The trailer certainly makes Return to Moria look big. Moria has an impressive amount of open space for an underground city, with some genuinely gorgeous vistas on display. Return to Moria also boasts a procedurally generated world, guaranteeing theoretically infinite replayability. Hopefully, the trailer is indicative of what players can expect from Return to Moria’s procedurally generated environments, and players won’t be spending all of their time in interchangeable, randomly generated caves.

While the Return to Moria trailer showcases examples of the game’s core mechanics, the developers go into more detail on the Return to Moria website. As one expects from a crafting survival game, players will spend much of their time gathering resources and turning them into something useful. However, mining ore, forging weapons, tools, and armor, and building bases all produce noise.

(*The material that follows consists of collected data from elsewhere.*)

use std::sync::Arc;

use serde::Deserialize;
use tracing::debug;

use crate::error::BrowserError;
use crate::page::PageDriver;
use crate::types::{CompletionState, Field, PageState, Section};

/// JavaScript evaluated in the page to describe the form.
/// READ-ONLY: nothing on the page is touched.
///
/// Sections are the buttons inside a form (`aria-expanded="true"` means open).
/// Fields are every input, select and textarea, named by name, id, then
/// placeholder. Nameless ones are dropped. Completion is a coarse heuristic:
/// any success-looking class or id, or the words "success" / "complete"
/// anywhere in the body text.
pub const PAGE_STATE_JS: &str = r#"
(() => {
  const sections = [...document.querySelectorAll('form button')]
    .map(btn => ({
      name: (btn.textContent || '').trim(),
      isOpen: btn.getAttribute('aria-expanded') === 'true',
    }))
    .filter(s => s.name !== '');

  const visibleFields = [...document.querySelectorAll('input, select, textarea')]
    .map(el => {
      let name = el.name || el.id || '';
      if (!name && el.tagName !== 'SELECT' && el.placeholder) name = el.placeholder;
      return {
        name,
        type: el.type || el.tagName.toLowerCase(),
        value: el.value || '',
        isVisible: el.offsetParent !== null,
      };
    })
    .filter(f => f.name !== '');

  const indicators = document.querySelectorAll(
    '[class*="success"], [class*="complete"], [class*="done"], [id*="success"], [id*="complete"]'
  );
  const text = (document.body && document.body.textContent) || '';
  const formCompleted = indicators.length > 0 || text.includes('success') || text.includes('complete');

  return JSON.stringify({ sections, visibleFields, formCompleted });
})()
"#;

pub const BODY_MARKUP_JS: &str = "document.body ? document.body.innerHTML : ''";

#[derive(Debug, Default, Deserialize)]
#[serde(rename_all = "camelCase")]
struct Snapshot {
    #[serde(default)]
    sections: Vec<Section>,
    #[serde(default)]
    visible_fields: Vec<Field>,
    #[serde(default)]
    form_completed: bool,
}

/// Reads the form state out of a live page.
pub struct PageStateReader {
    page: Arc<dyn PageDriver>,
    markup_max_chars: usize,
}

impl PageStateReader {
    pub fn new(page: Arc<dyn PageDriver>, markup_max_chars: usize) -> Self {
        Self {
            page,
            markup_max_chars,
        }
    }

    pub async fn capture(&self, completed: &CompletionState) -> Result<PageState, BrowserError> {
        let raw = self.page.evaluate(PAGE_STATE_JS).await?;
        let snapshot: Snapshot = match raw {
            serde_json::Value::Null => Snapshot::default(),
            serde_json::Value::String(text) => serde_json::from_str(&text)
                .map_err(|e| BrowserError::Script(format!("bad page snapshot: {}", e)))?,
            other => serde_json::from_value(other)
                .map_err(|e| BrowserError::Script(format!("bad page snapshot: {}", e)))?,
        };

        debug!(
            sections = snapshot.sections.len(),
            fields = snapshot.visible_fields.len(),
            form_completed = snapshot.form_completed,
            "captured page state"
        );

        Ok(PageState {
            sections: snapshot
                .sections
                .into_iter()
                .filter(|s| !s.name.trim().is_empty())
                .collect(),
            visible_fields: snapshot
                .visible_fields
                .into_iter()
                .filter(|f| !f.name.is_empty())
                .collect(),
            form_completed: snapshot.form_completed,
            completed_sections: completed.sections().iter().cloned().collect(),
            completed_fields: completed.fields().iter().cloned().collect(),
        })
    }

    /// Current body markup, untruncated.
    pub async fn body(&self) -> Result<String, BrowserError> {
        Ok(match self.page.evaluate(BODY_MARKUP_JS).await? {
            serde_json::Value::String(s) => s,
            serde_json::Value::Null => String::new(),
            other => other.to_string(),
        })
    }

    /// Cut markup down to the configured budget for a prompt.
    pub fn fit(&self, raw: String) -> String {
        truncate_markup(raw, self.markup_max_chars)
    }
}

fn truncate_markup(raw: String, max_chars: usize) -> String {
    match raw.char_indices().nth(max_chars) {
        Some((cut, _)) => format!(
            "{}\n... [truncated, {} total chars]",
            &raw[..cut],
            raw.chars().count()
        ),
        None => raw,
    }
}
use std::sync::Arc;
use std::time::Duration;

use async_trait::async_trait;

use crate::error::BrowserError;

/// An element found by visible text, addressable through `selector`.
#[derive(Debug, Clone, PartialEq, Eq)]
pub struct Located {
    pub selector: String,
    pub visible: bool,
}

/// The browser operations the agent needs from a live page.
#[async_trait]
pub trait PageDriver: Send + Sync {
    async fn navigate(&self, url: &str, timeout: Duration) -> Result<(), BrowserError>;

    /// Run a script in the page and return its JSON result.
    async fn evaluate(&self, script: &str) -> Result<serde_json::Value, BrowserError>;

    async fn click(&self, selector: &str) -> Result<(), BrowserError>;

    /// Replace the element's current content with `value`.
    async fn fill(&self, selector: &str, value: &str) -> Result<(), BrowserError>;

    async fn select_option(&self, selector: &str, value: &str) -> Result<(), BrowserError>;

    async fn wait_for_selector(&self, selector: &str) -> Result<(), BrowserError>;

    /// First element matching `selector` whose text contains `text`.
    async fn locate_by_text(
        &self,
        selector: &str,
        text: &str,
    ) -> Result<Option<Located>, BrowserError>;
}

/// Opens one fresh browser page per call. The page is released when the last handle drops.
#[async_trait]
pub trait SessionFactory: Send + Sync {
    async fn open(&self) -> Result<Arc<dyn PageDriver>, BrowserError>;
}
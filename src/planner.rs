use std::collections::HashSet;
use std::sync::Arc;
use std::time::Duration;

use serde_json::json;
use tracing::{debug, warn};

use crate::brain::{Oracle, RateLimitRetry, parse_reply};
use crate::error::AgentError;
use crate::types::{Action, CompletionState, PageState, SubAction, ValueMapping};

const DECISION_PROMPT: &str = r#"CRITICAL: Return ONLY raw JSON. The response must start with { and end with }.

You are an agent filling out a web form. Every visible field that has data is already filled.
Decide the single next step.

First classify the form:
- SINGLE PAGE: no sections. If every field with available data is completed, SUBMIT.
- SECTIONED: collapsible sections. A section is done when all of its fields with available data
  are in completedFields. Open the first section that is NOT in completedSections.
- TABBED: treat each tab like a section.
- WIZARD: steps shown one at a time. Open (advance to) the next step; SUBMIT on the last one.

RULES:
1. NEVER choose OPEN_SECTION for a name listed in completedSections.
2. If every section is completed, SUBMIT.
3. If the page shows the form was already submitted, COMPLETE.

Choose exactly one of OPEN_SECTION, SUBMIT, COMPLETE and reply with:
{"type": "OPEN_SECTION|SUBMIT|COMPLETE", "target": "section name when opening a section", "reason": "why"}"#;

/// Decides the next action for a page snapshot.
///
/// Filling visible fields is handled here without the oracle. The oracle is
/// only consulted for structural moves (open a section, submit, finish).
pub struct ActionPlanner {
    oracle: RateLimitRetry<Arc<dyn Oracle>>,
}

impl ActionPlanner {
    pub fn new(oracle: Arc<dyn Oracle>, rate_limit_backoff: Duration) -> Self {
        Self {
            oracle: RateLimitRetry::new(oracle, rate_limit_backoff),
        }
    }

    /// Never fails: a bad oracle turn becomes a RECOVER action.
    pub async fn decide(
        &self,
        state: &PageState,
        completed: &CompletionState,
        available: &ValueMapping,
    ) -> Action {
        if state.form_completed {
            return Action::complete("Form has already been submitted successfully");
        }

        if let Some(batch) = fast_path(state, completed, available) {
            return batch;
        }

        match self.ask_oracle(state, completed, available).await {
            Ok(action) => action,
            Err(e) => {
                warn!(error = %e, "decision failed, recovering");
                Action::recover("AI decision failed, retrying analysis")
            }
        }
    }

    async fn ask_oracle(
        &self,
        state: &PageState,
        completed: &CompletionState,
        available: &ValueMapping,
    ) -> Result<Action, AgentError> {
        let prompt = decision_prompt(state, completed, available);
        let reply = self.oracle.generate(&prompt).await?;
        let action: Action = parse_reply(&reply)?;
        debug!(kind = ?action.kind, target = ?action.target, "oracle decision");
        Ok(action)
    }
}

/// Fill every visible, still-open field we have a value for, in page order.
pub fn fast_path(
    state: &PageState,
    completed: &CompletionState,
    available: &ValueMapping,
) -> Option<Action> {
    let mut seen = HashSet::new();
    let fills: Vec<SubAction> = state
        .visible_fields
        .iter()
        .filter(|f| f.is_visible && !completed.has_field(&f.name))
        .filter_map(|f| available.get(&f.name).map(|value| (f, value)))
        .filter(|(f, _)| seen.insert(f.name.as_str()))
        .map(|(f, value)| SubAction::fill(&f.name, value))
        .collect();

    if fills.is_empty() {
        return None;
    }

    let names: Vec<&str> = fills.iter().map(|s| s.target.as_str()).collect();
    let reason = format!("Filling {} visible fields: {}", fills.len(), names.join(", "));
    Some(Action::batch(fills, reason))
}

fn decision_prompt(state: &PageState, completed: &CompletionState, available: &ValueMapping) -> String {
    let context = json!({
        "currentState": state,
        "completedSections": completed.sections(),
        "completedFields": completed.fields(),
        "availableFormData": available,
    });
    format!("{}\n\nCONTEXT:\n{:#}", DECISION_PROMPT, context)
}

The more noise players make, the more attention they gather from the sinister Shadow that drove the dwarves from their home long ago. To quote the developers, “where there’s clatter, there’s combat.” Players will need to plan well and prepare to repel the forces opposed to the dwarves’ return.

The developers also claim that Return to Moria will have plenty of treats for fans of The Lord of the Rings’ deep lore. Players will find the series lore woven into the game’s world as they rebuild Moria and unravel its secrets. Hopefully, The Lord of the Rings: Return to Moria can live up to its developer’s big promises.

The Lord of the Rings: Return to Moria launches for PC in Spring 2023.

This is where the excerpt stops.